Saturday

Weekend Dialogue: What do you think of conferences?

I had to go to part of the annual conference put on by the Writer's League of Texas today. Blooming Tree had a small exhibit we were manning so local authors could learn about our press. I should have been helping out longer, but my cat is sick and I ended up having to leave after only an hour and a half to take her to the vet. As far as I could tell, there wasn't much point in our having been there. No matter what we said, none of the authors seemed to believe that we were a traditional press that offered royalties and advances and not some sort of self-printing gimmick. It was depressing and tiresome.

Now, don't get me wrong. I've been to some tremendous conferences. The very first SCBWI one that I ever attended held in Roanoke, VA, did a fantastic job. The two editors who spoke at it were friendly, helpful people, and I'm not just saying that because I drove them around for the weekend and they not only inspired me to become an editor but also gave me pertinent advice on how to go about doing it. They also gave informative speeches at the actual conference and had useful advice and relevant answers to people's questions. I came away inspired.

On the other hand, the Writer's League of Texas conference that I spoke at last year was the most disorganized thing I ever saw. When I went to check in, I introduced myself as one of the editor's speaking at the conference. After a frenzied moment of looking for my material, the girl found it in a second pile. She then assured me that I wasn't "a real editor, just a speaker." It was a gratifying moment that made me feel I had come far in my writing career. They had asked me to talk about how to get a children's book published. I opened the program to discover I was giving a speech titled "The Dos and Donts of Children's Book Publishing." I admit that the two are similiar but not quite the same. I went home that night and reworked my speech and handouts. The next day, they moved my section to a different room without telling anyone, except apparently me and anyone who specifically asked. This did not include the person introducing me (one of my authors) who only strode in fifteen minutes with a small gaggle of people who had been waiting with her in the other room. I hadn't even known someone was suppossed to introduce me, so I didn't even realize anything was remiss before she stormed in. Hopefully, this year's conference had been better organized, I wasn't there long enough to be able to tell.

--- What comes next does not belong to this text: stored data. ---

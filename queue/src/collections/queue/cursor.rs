use std::iter::FusedIterator;

use crate::collections::queue::{Queue, QueueError};

/// Position of a [`Cursor`].
#[derive(Debug, Clone, Copy, PartialEq, Eq)]
pub enum CursorState {
  NotStarted,
  Positioned(usize),
  Exhausted,
}

/// A fail-fast, read-only cursor over the slots of a [`Queue`].
///
/// The cursor does not borrow the queue. It records the queue's version and oldest index
/// when created and takes the queue on every call, so a structural mutation made in the
/// meantime is reported as `QueueError::InvalidState` on next use. Versions are compared
/// by value: the cursor must be used with the queue it was created from.
///
/// Slots are visited in buffer order, `0..count`, which is newest element first. A cursor
/// created while the oldest index is `0` or absent is exhausted on its first advance.
#[derive(Debug, Clone)]
pub struct Cursor {
  version: u64,
  oldest_index: Option<usize>,
  state: CursorState,
}

impl Cursor {
  pub(crate) fn new<T>(queue: &Queue<T>) -> Self {
    Self {
      version: queue.version(),
      oldest_index: queue.oldest_index(),
      state: CursorState::NotStarted,
    }
  }

  pub fn state(&self) -> CursorState {
    self.state
  }

  fn check_version<T>(&self, queue: &Queue<T>) -> Result<(), QueueError> {
    if queue.version() != self.version {
      tracing::debug!(
        "Cursor: version mismatch, captured = {}, current = {}",
        self.version,
        queue.version()
      );
      return Err(QueueError::invalid_state("the queue was modified after the cursor was created"));
    }
    Ok(())
  }

  /// Moves to the next slot.
  ///
  /// # Return Value
  /// - `Ok(true)` - If the cursor is positioned on a slot.
  /// - `Ok(false)` - If the cursor is exhausted.
  /// - `Err(QueueError::InvalidState(_))` - If the queue was modified.
  pub fn advance<T>(&mut self, queue: &Queue<T>) -> Result<bool, QueueError> {
    self.check_version(queue)?;
    let next = match self.state {
      CursorState::NotStarted => match self.oldest_index {
        None | Some(0) => None,
        Some(_) => Some(0),
      },
      CursorState::Positioned(index) => Some(index + 1),
      CursorState::Exhausted => None,
    };
    match next.filter(|index| *index < queue.count()) {
      Some(index) => {
        self.state = CursorState::Positioned(index);
        Ok(true)
      }
      None => {
        self.state = CursorState::Exhausted;
        Ok(false)
      }
    }
  }

  /// Returns the slot the cursor is positioned on.
  pub fn current<'a, T>(&self, queue: &'a Queue<T>) -> Result<&'a T, QueueError> {
    self.check_version(queue)?;
    match self.state {
      CursorState::Positioned(index) => queue
        .slot(index)
        .ok_or_else(|| QueueError::invalid_state(format!("slot {} is out of range", index))),
      CursorState::NotStarted => Err(QueueError::invalid_state("the cursor has not been advanced")),
      CursorState::Exhausted => Err(QueueError::invalid_state("the cursor is exhausted")),
    }
  }

  /// Returns the cursor to `NotStarted`.
  pub fn reset<T>(&mut self, queue: &Queue<T>) -> Result<(), QueueError> {
    self.check_version(queue)?;
    self.state = CursorState::NotStarted;
    Ok(())
  }
}

/// Borrowing iterator over the slots of a [`Queue`], driven by a [`Cursor`].
///
/// The borrow rules out mutation while iterating, so the cursor never goes stale.
#[derive(Debug, Clone)]
pub struct Iter<'a, T> {
  queue: &'a Queue<T>,
  cursor: Cursor,
}

impl<'a, T> Iter<'a, T> {
  pub(crate) fn new(queue: &'a Queue<T>) -> Self {
    Self {
      queue,
      cursor: queue.cursor(),
    }
  }
}

impl<'a, T> Iterator for Iter<'a, T> {
  type Item = &'a T;

  fn next(&mut self) -> Option<Self::Item> {
    match self.cursor.advance(self.queue) {
      Ok(true) => self.cursor.current(self.queue).ok(),
      _ => None,
    }
  }
}

impl<T> FusedIterator for Iter<'_, T> {}
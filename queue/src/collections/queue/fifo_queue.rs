use std::fmt::Display;
use std::mem;

use crate::collections::element::Element;
use crate::collections::queue::{Cursor, Iter, QueueConfig, QueueError, DEFAULT_CAPACITY};

/// A growable first-in-first-out queue over a single contiguous buffer.
///
/// The most recently inserted element lives in slot `0` and older elements sit at
/// increasing indices, so the oldest element is always the highest occupied slot.
/// Every structural mutation bumps [`Queue::version`], which invalidates outstanding
/// [`Cursor`]s.
///
/// # Count and length
///
/// [`Queue::count`] keeps its historical meaning: it grows on every insertion and is only
/// brought back in line with the occupied region by [`Queue::trim_to_actual_size`].
/// [`Queue::remove`] does not decrement it. Use [`Queue::len`] for the number of elements
/// that can still be removed.
#[derive(Debug, Clone)]
pub struct Queue<T> {
  buffer: Box<[T]>,
  count: usize,
  head: Option<usize>,
  version: u64,
}

impl<T: Element> Queue<T> {
  /// Creates an empty queue with [`DEFAULT_CAPACITY`] slots.
  pub fn new() -> Self {
    Self::from_capacity(DEFAULT_CAPACITY)
  }

  /// Creates an empty queue with exactly `capacity` slots.
  ///
  /// # Errors
  /// - `QueueError::InvalidArgument` - If `capacity` is negative or does not fit in `usize`.
  pub fn with_capacity<C>(capacity: C) -> Result<Self, QueueError>
  where
    C: TryInto<usize> + Display + Copy, {
    let slots = capacity
      .try_into()
      .map_err(|_| QueueError::invalid_argument(format!("capacity must be non-negative, got {}", capacity)))?;
    Ok(Self::from_capacity(slots))
  }

  /// Creates an empty queue sized by `config`.
  pub fn with_config(config: &QueueConfig) -> Self {
    Self::from_capacity(config.initial_capacity())
  }

  /// Creates a queue holding the elements of `source`, enqueued in iteration order.
  ///
  /// # Errors
  /// - `QueueError::InvalidArgument` - If `source` is `None`.
  pub fn from_source<I>(source: Option<I>) -> Result<Self, QueueError>
  where
    I: IntoIterator<Item = T>, {
    let source = source.ok_or_else(|| QueueError::invalid_argument("can't create a queue from an absent source"))?;
    let mut queue = Self::new();
    queue.extend(source);
    queue.version = 1;
    Ok(queue)
  }

  fn from_capacity(capacity: usize) -> Self {
    Self {
      buffer: Self::alloc_buffer(capacity),
      count: 0,
      head: None,
      version: 1,
    }
  }

  fn alloc_buffer(capacity: usize) -> Box<[T]> {
    let mut vec = Vec::with_capacity(capacity);
    vec.resize_with(capacity, T::default);
    vec.into_boxed_slice()
  }

  fn grow(&mut self) {
    let old_capacity = self.buffer.len();
    let new_capacity = old_capacity.saturating_mul(2).max(1);
    let mut slots = mem::take(&mut self.buffer).into_vec();
    slots.resize_with(new_capacity, T::default);
    self.buffer = slots.into_boxed_slice();
    tracing::debug!("Queue::grow: {} -> {}", old_capacity, new_capacity);
  }

  /// Inserts `element` as the most recent entry.
  pub fn insert(&mut self, element: T) {
    if self.count == self.buffer.len() {
      self.grow();
    }
    let len = self.len();
    // Slot `len` is unoccupied; rotating brings it to the front for the new element.
    self.buffer[..=len].rotate_right(1);
    self.buffer[0] = element;
    self.head = Some(len);
    self.count += 1;
    self.version += 1;
    tracing::trace!("Queue::insert: len = {}, version = {}", len + 1, self.version);
  }

  /// Removes and returns the oldest element, leaving its slot at `T::default()`.
  ///
  /// # Errors
  /// - `QueueError::EmptyContainer` - If no element is left to remove.
  pub fn remove(&mut self) -> Result<T, QueueError> {
    let head = self.head.ok_or(QueueError::EmptyContainer)?;
    let element = mem::take(&mut self.buffer[head]);
    self.head = head.checked_sub(1);
    self.version += 1;
    tracing::trace!("Queue::remove: len = {}, version = {}", head, self.version);
    Ok(element)
  }

  /// Shrinks the buffer to the occupied region and resets `count` to match it.
  pub fn trim_to_actual_size(&mut self) {
    let len = self.len();
    let mut slots = mem::take(&mut self.buffer).into_vec();
    slots.truncate(len);
    self.buffer = slots.into_boxed_slice();
    self.count = len;
    self.version += 1;
    tracing::debug!("Queue::trim_to_actual_size: capacity = {}", len);
  }
}

impl<T> Queue<T> {
  /// Returns the oldest element without removing it.
  ///
  /// # Errors
  /// - `QueueError::EmptyContainer` - If no element is left to peek.
  pub fn peek(&self) -> Result<&T, QueueError> {
    self.head.map(|head| &self.buffer[head]).ok_or(QueueError::EmptyContainer)
  }

  /// Returns whether an occupied slot compares equal to `element`.
  pub fn contains(&self, element: &T) -> bool
  where
    T: PartialEq, {
    self.occupied().iter().any(|e| e == element)
  }

  /// Returns a copy of every slot, including the unoccupied ones past the oldest element.
  pub fn to_array(&self) -> Box<[T]>
  where
    T: Clone, {
    self.buffer.clone()
  }

  pub fn count(&self) -> usize {
    self.count
  }

  pub fn len(&self) -> usize {
    self.head.map_or(0, |head| head + 1)
  }

  pub fn is_empty(&self) -> bool {
    self.head.is_none()
  }

  pub fn capacity(&self) -> usize {
    self.buffer.len()
  }

  /// Index of the slot holding the oldest element, `None` when nothing is retrievable.
  pub fn oldest_index(&self) -> Option<usize> {
    self.head
  }

  pub fn version(&self) -> u64 {
    self.version
  }

  /// Creates a fail-fast cursor over the current slots.
  pub fn cursor(&self) -> Cursor {
    Cursor::new(self)
  }

  /// Iterates the slots in buffer order, newest first.
  pub fn iter(&self) -> Iter<'_, T> {
    Iter::new(self)
  }

  pub(crate) fn slot(&self, index: usize) -> Option<&T> {
    self.buffer.get(index)
  }

  fn occupied(&self) -> &[T] {
    &self.buffer[..self.len()]
  }
}

impl<T: Element> Default for Queue<T> {
  fn default() -> Self {
    Queue::new()
  }
}

impl<T: Element> Extend<T> for Queue<T> {
  fn extend<I: IntoIterator<Item = T>>(&mut self, iter: I) {
    for element in iter {
      self.insert(element);
    }
  }
}

impl<T: Element> FromIterator<T> for Queue<T> {
  fn from_iter<I: IntoIterator<Item = T>>(iter: I) -> Self {
    let mut queue = Queue::new();
    queue.extend(iter);
    queue
  }
}

impl<'a, T> IntoIterator for &'a Queue<T> {
  type IntoIter = Iter<'a, T>;
  type Item = &'a T;

  fn into_iter(self) -> Self::IntoIter {
    self.iter()
  }
}
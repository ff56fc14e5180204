use crate::collections::queue::QueueConfigOption;

/// Number of slots allocated by [`Queue::new`](crate::Queue::new).
pub const DEFAULT_CAPACITY: usize = 4;

#[derive(Debug, Clone, PartialEq, Eq)]
pub struct QueueConfig {
  initial_capacity: usize,
}

impl Default for QueueConfig {
  fn default() -> Self {
    Self {
      initial_capacity: DEFAULT_CAPACITY,
    }
  }
}

impl QueueConfig {
  pub fn from(options: impl IntoIterator<Item = QueueConfigOption>) -> QueueConfig {
    let mut config = QueueConfig::default();
    for option in options {
      option.apply(&mut config);
    }
    config
  }

  pub fn initial_capacity(&self) -> usize {
    self.initial_capacity
  }

  pub fn set_initial_capacity(&mut self, initial_capacity: usize) {
    self.initial_capacity = initial_capacity;
  }
}

#[cfg(test)]
mod tests {
  use super::*;

  #[test]
  fn test_default_config() {
    let config = QueueConfig::default();
    assert_eq!(config.initial_capacity(), DEFAULT_CAPACITY);
  }

  #[test]
  fn test_from_options_last_one_wins() {
    let config = QueueConfig::from(vec![
      QueueConfigOption::with_initial_capacity(8),
      QueueConfigOption::with_initial_capacity(16),
    ]);
    assert_eq!(config.initial_capacity(), 16);
  }

  #[test]
  fn test_from_no_options() {
    let config = QueueConfig::from(Vec::new());
    assert_eq!(config, QueueConfig::default());
  }
}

So my question is: What do you think of conferences? What have your experiences been like? If you could have any topic covered or see any speaker at your dream conference, what would it be? Use the comment link below to post. There are no right or wrong answers. I'd just like to know what others think.

4 comments:

Gaijin Mama said...

I've been to a few conferences - the now defunct Charleston Writers' Conference, Breadloaf, and the (also defunct) Ploughshares Writers' Conference and I enjoyed every single one of them. For me, the best part was meeting other writers, some of whom I am still in frequent contact with after nearly ten years. It's also rather heady to meet and chat with famous writers that I admire. If I could, I would go to the SCBWI summer conference in L.A. and I would sign up for the workshop on graphic novels, the one on multicultural fiction, and the one on how Lee & Low does business. I, for one, adore small presses.

Anonymous said...

Of the conferences I've been to, what makes it the most worthwhile for me are when the speakers talk about things that I feel will help me grow as an author and improve my writing skills. Don't get me wrong. I am very interested in knowing who the guest speakers are, what press they work for, or what material they represent. Just not the entire speech worth. One thing that made the LA SCBWI Conference look so appealing was how many workshops were on the agenda.
All in all, I love conferences. I think they are a great way to meet people and a great way to stay inspired and focused.

The Buried Editor said...

Definitely one of the best things about conferences is the networking possiblities. The main reason I go is to meet new authors (and occasionally other speakers/agents) and see what everyone is producing these days. I even don't mind being pitched at during appropriate times -- like during a session or a designated time or at lunch or something. Most people always seem to be writing picture books though . . .

Anonymous said...

A frusterating trend I'm noticing at some conferences is agents who are from small exclusive houses speak and say, "We are open to new writers and submissions." But the reality is the agencies are very exclusive and not really open to new writers.

The best conferences are when editors and agents speak who are from small houses (like Blooming Tree Press, or Children's Brains Are Yummy), new agents building a list, or editors who are from closed houses but are open to looking at work from writers attending the conference. These editors and agents are truly open to new writers and create a win/win for all.